## Assigned task
Go through each line of the records below and count those with the word "StringTable"; give only the total.

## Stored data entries
------

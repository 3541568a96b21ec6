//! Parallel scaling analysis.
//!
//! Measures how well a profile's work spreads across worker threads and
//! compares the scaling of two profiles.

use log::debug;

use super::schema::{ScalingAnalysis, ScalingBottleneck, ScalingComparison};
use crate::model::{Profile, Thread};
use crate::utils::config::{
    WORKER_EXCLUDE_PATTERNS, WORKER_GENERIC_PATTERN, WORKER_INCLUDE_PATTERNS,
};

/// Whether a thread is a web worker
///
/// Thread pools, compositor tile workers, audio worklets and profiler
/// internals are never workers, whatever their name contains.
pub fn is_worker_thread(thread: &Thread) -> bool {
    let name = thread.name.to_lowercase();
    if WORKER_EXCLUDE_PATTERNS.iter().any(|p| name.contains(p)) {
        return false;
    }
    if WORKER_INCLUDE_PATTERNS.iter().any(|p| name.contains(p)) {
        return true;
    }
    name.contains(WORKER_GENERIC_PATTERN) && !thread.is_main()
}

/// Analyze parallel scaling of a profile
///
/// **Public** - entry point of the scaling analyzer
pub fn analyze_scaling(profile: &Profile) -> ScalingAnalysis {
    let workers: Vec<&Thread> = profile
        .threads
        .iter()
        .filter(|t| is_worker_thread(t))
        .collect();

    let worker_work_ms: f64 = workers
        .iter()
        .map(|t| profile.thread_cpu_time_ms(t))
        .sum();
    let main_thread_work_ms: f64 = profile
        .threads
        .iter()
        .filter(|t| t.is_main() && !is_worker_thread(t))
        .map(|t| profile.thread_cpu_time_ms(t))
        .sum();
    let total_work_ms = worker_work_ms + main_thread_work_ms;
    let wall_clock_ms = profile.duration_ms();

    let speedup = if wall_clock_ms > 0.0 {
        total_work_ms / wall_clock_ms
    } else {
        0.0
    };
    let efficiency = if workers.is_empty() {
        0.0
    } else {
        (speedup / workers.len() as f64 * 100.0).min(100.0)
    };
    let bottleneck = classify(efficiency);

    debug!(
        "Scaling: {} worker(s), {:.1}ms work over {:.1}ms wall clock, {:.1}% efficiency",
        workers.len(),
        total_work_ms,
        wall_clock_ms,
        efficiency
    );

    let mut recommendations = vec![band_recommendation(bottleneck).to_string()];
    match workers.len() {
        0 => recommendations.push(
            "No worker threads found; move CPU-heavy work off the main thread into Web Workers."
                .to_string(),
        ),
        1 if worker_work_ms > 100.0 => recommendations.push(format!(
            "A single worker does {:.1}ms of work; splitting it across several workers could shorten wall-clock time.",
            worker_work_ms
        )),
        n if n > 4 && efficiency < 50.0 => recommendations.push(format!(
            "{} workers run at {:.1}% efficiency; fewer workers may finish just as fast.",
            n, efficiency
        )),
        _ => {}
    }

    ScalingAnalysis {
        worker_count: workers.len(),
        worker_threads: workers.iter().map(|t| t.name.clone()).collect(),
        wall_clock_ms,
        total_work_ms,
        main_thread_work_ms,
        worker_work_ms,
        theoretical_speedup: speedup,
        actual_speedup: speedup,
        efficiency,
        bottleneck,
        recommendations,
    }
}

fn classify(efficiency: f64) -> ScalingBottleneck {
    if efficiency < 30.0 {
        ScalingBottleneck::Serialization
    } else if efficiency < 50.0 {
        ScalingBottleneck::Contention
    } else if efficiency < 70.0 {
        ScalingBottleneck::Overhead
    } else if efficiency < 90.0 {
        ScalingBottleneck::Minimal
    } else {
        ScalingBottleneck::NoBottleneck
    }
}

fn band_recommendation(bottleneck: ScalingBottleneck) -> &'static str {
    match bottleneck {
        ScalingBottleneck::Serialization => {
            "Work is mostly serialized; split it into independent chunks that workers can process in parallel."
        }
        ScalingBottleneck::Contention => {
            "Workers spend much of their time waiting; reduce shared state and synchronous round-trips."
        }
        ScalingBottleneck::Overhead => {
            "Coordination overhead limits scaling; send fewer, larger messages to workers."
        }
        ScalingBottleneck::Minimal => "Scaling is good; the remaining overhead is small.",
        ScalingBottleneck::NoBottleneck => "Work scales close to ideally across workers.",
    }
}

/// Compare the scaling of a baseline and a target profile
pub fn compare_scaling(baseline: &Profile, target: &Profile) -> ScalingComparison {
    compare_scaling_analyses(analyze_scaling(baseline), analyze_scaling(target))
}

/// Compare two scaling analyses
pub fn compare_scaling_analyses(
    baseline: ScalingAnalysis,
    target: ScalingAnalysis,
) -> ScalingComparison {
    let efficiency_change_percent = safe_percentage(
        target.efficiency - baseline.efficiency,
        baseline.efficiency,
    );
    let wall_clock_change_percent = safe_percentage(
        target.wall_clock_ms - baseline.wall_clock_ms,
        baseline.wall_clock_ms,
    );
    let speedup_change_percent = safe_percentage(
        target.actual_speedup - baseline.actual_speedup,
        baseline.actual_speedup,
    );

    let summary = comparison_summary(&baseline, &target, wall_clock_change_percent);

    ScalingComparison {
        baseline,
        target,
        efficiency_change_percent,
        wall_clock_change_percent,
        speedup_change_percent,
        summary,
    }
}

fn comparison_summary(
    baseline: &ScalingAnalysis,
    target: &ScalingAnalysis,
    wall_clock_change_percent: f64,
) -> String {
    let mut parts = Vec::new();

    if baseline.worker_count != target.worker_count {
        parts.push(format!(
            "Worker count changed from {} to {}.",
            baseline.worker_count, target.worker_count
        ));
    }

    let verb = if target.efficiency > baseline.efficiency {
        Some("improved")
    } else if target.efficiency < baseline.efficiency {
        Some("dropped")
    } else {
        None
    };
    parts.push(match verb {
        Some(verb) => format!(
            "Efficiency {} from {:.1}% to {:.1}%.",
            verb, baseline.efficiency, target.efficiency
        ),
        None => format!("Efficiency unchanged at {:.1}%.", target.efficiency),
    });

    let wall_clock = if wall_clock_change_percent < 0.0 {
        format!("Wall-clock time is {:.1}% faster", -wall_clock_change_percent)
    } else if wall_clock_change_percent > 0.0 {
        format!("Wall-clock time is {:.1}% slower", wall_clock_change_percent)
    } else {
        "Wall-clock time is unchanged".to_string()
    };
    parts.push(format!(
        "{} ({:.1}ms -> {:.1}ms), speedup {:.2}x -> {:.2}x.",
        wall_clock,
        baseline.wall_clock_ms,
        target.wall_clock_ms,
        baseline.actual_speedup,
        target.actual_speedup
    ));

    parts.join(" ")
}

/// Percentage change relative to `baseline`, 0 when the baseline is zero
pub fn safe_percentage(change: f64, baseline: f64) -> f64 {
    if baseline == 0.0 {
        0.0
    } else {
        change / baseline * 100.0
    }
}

------

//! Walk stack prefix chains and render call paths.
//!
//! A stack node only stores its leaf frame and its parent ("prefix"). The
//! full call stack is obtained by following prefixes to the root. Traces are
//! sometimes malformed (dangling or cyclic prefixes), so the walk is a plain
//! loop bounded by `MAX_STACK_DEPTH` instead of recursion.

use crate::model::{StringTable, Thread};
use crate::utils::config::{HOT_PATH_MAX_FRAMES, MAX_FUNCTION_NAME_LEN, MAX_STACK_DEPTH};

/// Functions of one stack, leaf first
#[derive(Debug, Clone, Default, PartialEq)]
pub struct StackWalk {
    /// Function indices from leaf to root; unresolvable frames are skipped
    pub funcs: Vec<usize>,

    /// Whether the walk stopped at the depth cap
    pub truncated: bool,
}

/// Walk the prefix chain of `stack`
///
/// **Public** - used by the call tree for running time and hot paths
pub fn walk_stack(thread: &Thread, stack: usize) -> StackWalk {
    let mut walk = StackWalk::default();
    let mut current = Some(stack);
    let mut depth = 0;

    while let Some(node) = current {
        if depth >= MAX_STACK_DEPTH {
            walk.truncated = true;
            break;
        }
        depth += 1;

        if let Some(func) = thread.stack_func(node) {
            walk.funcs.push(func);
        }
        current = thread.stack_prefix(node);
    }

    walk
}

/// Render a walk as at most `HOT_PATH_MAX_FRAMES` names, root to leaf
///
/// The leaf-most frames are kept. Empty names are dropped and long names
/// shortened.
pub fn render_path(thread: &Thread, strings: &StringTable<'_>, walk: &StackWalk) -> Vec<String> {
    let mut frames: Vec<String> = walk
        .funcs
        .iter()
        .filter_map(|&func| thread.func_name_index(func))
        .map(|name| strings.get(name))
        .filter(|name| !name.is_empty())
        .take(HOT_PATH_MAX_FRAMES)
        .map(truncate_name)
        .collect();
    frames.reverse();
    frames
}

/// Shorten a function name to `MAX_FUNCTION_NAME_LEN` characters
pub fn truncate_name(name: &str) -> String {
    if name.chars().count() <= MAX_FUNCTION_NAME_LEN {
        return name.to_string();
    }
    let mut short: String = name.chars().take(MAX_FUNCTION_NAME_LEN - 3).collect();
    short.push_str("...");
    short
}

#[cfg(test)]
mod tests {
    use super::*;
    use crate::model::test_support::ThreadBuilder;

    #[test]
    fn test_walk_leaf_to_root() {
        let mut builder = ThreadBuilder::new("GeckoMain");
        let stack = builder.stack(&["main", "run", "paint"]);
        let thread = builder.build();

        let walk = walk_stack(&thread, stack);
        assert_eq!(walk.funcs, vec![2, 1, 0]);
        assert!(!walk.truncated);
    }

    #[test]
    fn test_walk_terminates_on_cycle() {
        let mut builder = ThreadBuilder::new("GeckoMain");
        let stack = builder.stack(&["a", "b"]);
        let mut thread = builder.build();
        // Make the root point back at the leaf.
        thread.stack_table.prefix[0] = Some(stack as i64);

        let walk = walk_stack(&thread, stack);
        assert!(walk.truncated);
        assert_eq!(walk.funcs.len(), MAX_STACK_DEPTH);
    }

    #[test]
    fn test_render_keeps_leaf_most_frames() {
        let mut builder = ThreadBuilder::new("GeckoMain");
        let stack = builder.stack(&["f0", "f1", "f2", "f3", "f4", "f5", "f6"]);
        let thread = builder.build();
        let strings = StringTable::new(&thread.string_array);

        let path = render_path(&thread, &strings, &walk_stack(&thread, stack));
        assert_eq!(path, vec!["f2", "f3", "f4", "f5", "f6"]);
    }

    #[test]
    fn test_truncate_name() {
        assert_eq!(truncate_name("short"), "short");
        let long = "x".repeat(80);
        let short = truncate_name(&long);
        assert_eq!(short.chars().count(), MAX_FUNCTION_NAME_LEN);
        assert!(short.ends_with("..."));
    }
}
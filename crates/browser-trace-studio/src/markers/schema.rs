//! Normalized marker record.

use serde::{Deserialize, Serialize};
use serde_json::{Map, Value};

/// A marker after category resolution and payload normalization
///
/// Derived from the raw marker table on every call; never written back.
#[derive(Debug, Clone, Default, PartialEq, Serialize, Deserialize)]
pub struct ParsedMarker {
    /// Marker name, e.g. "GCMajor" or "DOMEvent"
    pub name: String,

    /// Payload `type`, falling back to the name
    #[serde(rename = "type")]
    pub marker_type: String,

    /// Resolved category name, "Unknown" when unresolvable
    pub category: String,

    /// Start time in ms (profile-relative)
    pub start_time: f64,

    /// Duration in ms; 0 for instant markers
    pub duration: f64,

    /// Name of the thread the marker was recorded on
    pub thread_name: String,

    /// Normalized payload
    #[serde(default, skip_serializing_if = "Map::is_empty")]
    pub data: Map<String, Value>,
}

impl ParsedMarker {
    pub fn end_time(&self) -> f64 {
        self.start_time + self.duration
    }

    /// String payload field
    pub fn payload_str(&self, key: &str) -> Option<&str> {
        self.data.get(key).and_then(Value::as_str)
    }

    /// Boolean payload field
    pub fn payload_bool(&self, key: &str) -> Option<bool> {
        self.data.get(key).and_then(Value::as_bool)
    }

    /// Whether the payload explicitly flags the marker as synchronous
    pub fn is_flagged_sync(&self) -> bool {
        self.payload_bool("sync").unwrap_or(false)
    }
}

------

## Worked solution
3